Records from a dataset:
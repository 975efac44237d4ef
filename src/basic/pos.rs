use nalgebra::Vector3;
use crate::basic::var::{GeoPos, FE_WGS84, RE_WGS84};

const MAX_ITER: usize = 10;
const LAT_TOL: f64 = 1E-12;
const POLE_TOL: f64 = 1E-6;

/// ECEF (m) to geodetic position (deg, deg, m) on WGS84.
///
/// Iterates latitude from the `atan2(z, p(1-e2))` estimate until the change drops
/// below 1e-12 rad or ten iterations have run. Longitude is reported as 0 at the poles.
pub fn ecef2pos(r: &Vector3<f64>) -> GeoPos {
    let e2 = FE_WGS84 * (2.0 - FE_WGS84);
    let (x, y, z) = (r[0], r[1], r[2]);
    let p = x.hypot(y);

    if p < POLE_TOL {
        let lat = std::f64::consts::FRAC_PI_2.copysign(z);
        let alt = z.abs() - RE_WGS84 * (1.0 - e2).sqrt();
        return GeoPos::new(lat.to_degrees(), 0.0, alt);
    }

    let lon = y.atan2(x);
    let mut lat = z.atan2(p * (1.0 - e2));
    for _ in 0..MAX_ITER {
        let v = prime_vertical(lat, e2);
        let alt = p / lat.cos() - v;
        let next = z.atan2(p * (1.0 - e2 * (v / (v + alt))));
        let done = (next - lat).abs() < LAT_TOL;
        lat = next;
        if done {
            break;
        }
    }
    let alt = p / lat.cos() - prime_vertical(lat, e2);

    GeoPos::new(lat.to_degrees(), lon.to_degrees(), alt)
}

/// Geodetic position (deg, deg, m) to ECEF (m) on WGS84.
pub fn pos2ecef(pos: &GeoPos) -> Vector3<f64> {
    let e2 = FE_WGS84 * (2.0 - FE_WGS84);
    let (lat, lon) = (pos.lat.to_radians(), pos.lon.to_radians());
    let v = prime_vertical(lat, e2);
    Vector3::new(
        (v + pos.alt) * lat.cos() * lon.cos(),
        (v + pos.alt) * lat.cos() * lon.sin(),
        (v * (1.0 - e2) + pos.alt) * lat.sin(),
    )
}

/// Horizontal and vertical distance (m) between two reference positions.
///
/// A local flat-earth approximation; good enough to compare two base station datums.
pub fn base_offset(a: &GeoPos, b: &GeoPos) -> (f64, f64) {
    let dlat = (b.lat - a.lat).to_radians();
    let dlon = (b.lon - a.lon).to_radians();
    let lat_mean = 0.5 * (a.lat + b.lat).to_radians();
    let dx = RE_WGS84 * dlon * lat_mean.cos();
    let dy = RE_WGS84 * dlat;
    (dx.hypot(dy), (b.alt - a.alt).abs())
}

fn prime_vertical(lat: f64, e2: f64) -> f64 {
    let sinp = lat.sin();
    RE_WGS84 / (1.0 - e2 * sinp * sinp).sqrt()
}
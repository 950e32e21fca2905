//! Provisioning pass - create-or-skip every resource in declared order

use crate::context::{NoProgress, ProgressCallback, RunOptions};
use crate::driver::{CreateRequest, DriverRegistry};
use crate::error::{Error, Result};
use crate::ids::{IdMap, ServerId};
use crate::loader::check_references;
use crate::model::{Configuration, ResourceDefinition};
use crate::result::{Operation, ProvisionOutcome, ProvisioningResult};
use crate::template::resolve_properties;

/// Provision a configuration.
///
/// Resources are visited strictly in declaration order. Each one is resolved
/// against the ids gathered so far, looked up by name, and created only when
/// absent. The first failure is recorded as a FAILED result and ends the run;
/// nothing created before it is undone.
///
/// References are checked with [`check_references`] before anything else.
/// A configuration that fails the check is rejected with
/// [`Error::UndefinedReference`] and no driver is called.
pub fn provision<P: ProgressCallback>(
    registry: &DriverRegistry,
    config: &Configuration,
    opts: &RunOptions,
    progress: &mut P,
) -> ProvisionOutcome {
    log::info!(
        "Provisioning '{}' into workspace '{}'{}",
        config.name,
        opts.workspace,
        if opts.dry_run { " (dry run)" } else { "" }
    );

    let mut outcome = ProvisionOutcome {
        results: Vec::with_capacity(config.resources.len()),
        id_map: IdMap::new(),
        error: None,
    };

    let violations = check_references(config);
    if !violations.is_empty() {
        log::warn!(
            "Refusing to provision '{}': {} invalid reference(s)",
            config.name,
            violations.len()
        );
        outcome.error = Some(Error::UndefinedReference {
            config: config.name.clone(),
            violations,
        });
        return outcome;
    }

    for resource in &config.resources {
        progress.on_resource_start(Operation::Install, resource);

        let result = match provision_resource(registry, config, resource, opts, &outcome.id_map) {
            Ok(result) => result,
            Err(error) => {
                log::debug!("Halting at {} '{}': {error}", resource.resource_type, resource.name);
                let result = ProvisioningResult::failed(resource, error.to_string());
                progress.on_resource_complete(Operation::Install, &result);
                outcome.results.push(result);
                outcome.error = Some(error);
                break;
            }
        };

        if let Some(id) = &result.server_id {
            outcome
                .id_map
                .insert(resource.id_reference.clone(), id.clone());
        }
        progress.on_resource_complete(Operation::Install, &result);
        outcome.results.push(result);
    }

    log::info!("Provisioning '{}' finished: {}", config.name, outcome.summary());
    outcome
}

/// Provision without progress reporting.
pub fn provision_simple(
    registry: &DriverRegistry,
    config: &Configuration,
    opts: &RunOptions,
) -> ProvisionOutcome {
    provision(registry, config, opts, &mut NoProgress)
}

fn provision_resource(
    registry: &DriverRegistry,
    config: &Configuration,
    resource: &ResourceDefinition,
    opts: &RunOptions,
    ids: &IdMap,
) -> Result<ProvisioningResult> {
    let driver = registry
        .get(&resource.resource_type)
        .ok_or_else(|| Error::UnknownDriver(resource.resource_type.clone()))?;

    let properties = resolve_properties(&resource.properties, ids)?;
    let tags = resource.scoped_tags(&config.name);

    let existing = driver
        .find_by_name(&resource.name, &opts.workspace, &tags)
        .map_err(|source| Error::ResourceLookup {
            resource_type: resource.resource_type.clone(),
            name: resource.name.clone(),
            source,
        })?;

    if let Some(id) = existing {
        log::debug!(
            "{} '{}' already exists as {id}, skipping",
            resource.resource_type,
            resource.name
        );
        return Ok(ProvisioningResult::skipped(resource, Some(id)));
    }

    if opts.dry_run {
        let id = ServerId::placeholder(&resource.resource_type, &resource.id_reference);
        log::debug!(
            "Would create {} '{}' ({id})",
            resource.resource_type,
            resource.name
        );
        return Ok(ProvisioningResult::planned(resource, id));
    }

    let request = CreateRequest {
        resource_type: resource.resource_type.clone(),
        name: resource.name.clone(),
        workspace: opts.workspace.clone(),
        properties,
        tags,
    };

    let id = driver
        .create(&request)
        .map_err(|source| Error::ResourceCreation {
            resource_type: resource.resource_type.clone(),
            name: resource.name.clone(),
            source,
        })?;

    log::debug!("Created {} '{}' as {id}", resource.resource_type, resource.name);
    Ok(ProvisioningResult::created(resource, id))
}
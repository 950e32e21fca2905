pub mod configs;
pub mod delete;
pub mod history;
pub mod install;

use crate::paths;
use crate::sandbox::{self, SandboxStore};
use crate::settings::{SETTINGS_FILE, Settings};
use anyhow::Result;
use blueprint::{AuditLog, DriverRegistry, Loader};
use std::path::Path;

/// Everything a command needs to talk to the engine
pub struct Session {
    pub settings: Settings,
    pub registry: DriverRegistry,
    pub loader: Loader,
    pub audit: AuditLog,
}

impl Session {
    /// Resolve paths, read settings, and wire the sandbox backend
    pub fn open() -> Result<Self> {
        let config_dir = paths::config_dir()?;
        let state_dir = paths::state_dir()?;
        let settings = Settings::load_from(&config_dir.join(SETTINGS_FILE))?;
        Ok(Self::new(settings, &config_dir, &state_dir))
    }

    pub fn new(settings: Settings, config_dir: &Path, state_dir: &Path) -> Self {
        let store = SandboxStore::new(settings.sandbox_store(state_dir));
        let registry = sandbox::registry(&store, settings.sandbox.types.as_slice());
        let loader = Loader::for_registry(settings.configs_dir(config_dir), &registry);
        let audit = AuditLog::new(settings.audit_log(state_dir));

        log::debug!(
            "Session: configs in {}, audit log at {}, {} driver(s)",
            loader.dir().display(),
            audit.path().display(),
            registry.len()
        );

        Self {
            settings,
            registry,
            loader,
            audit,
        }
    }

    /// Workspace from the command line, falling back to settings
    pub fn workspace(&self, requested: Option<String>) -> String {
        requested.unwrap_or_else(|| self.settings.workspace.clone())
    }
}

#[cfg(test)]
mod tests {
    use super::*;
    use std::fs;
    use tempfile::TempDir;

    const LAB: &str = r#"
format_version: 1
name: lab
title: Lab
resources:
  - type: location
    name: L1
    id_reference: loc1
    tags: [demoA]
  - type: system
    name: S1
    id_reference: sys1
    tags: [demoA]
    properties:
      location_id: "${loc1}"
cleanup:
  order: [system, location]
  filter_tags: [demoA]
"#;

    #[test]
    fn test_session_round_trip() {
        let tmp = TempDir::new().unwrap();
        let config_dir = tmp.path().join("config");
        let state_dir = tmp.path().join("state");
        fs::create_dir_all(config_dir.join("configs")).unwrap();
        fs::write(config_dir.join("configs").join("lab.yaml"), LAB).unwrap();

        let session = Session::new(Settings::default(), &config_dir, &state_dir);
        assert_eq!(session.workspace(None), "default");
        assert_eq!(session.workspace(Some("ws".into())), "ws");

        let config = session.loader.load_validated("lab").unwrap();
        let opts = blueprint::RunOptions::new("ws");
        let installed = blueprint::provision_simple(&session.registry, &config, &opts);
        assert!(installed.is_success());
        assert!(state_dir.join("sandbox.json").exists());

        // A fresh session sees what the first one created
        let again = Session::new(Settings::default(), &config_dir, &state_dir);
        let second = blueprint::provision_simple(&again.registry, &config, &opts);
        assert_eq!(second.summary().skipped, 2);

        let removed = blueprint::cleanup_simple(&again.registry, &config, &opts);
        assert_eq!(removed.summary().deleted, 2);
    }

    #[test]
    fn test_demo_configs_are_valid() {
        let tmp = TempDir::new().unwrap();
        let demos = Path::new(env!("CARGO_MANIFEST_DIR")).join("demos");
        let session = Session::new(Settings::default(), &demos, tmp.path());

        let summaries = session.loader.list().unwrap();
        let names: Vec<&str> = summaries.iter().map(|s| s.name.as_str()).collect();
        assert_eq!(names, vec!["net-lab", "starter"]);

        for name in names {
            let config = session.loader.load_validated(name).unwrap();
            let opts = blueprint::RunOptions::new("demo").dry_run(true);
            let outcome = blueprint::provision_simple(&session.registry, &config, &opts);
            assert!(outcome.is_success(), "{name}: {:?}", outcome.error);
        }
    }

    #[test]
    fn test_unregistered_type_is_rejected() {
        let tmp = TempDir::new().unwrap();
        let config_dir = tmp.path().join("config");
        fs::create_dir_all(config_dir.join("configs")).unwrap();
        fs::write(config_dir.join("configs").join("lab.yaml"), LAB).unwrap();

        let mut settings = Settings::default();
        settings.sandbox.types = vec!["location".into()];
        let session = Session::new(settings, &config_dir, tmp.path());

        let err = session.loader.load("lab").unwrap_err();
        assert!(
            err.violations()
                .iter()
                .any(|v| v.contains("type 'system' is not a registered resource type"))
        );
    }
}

**Work to complete**
Return, please, the lines of the data from the first through the line containing "if p < POLE_TOL", both kept, exactly as they stand and nothing more.

**Solution**
repository 975efac44237d4ef
filename src/basic/pos.rs
use nalgebra::Vector3;
use crate::basic::var::{GeoPos, FE_WGS84, RE_WGS84};

const MAX_ITER: usize = 10;
const LAT_TOL: f64 = 1E-12;
const POLE_TOL: f64 = 1E-6;

/// ECEF (m) to geodetic position (deg, deg, m) on WGS84.
///
/// Iterates latitude from the `atan2(z, p(1-e2))` estimate until the change drops
/// below 1e-12 rad or ten iterations have run. Longitude is reported as 0 at the poles.
pub fn ecef2pos(r: &Vector3<f64>) -> GeoPos {
    let e2 = FE_WGS84 * (2.0 - FE_WGS84);
    let (x, y, z) = (r[0], r[1], r[2]);
    let p = x.hypot(y);

    if p < POLE_TOL {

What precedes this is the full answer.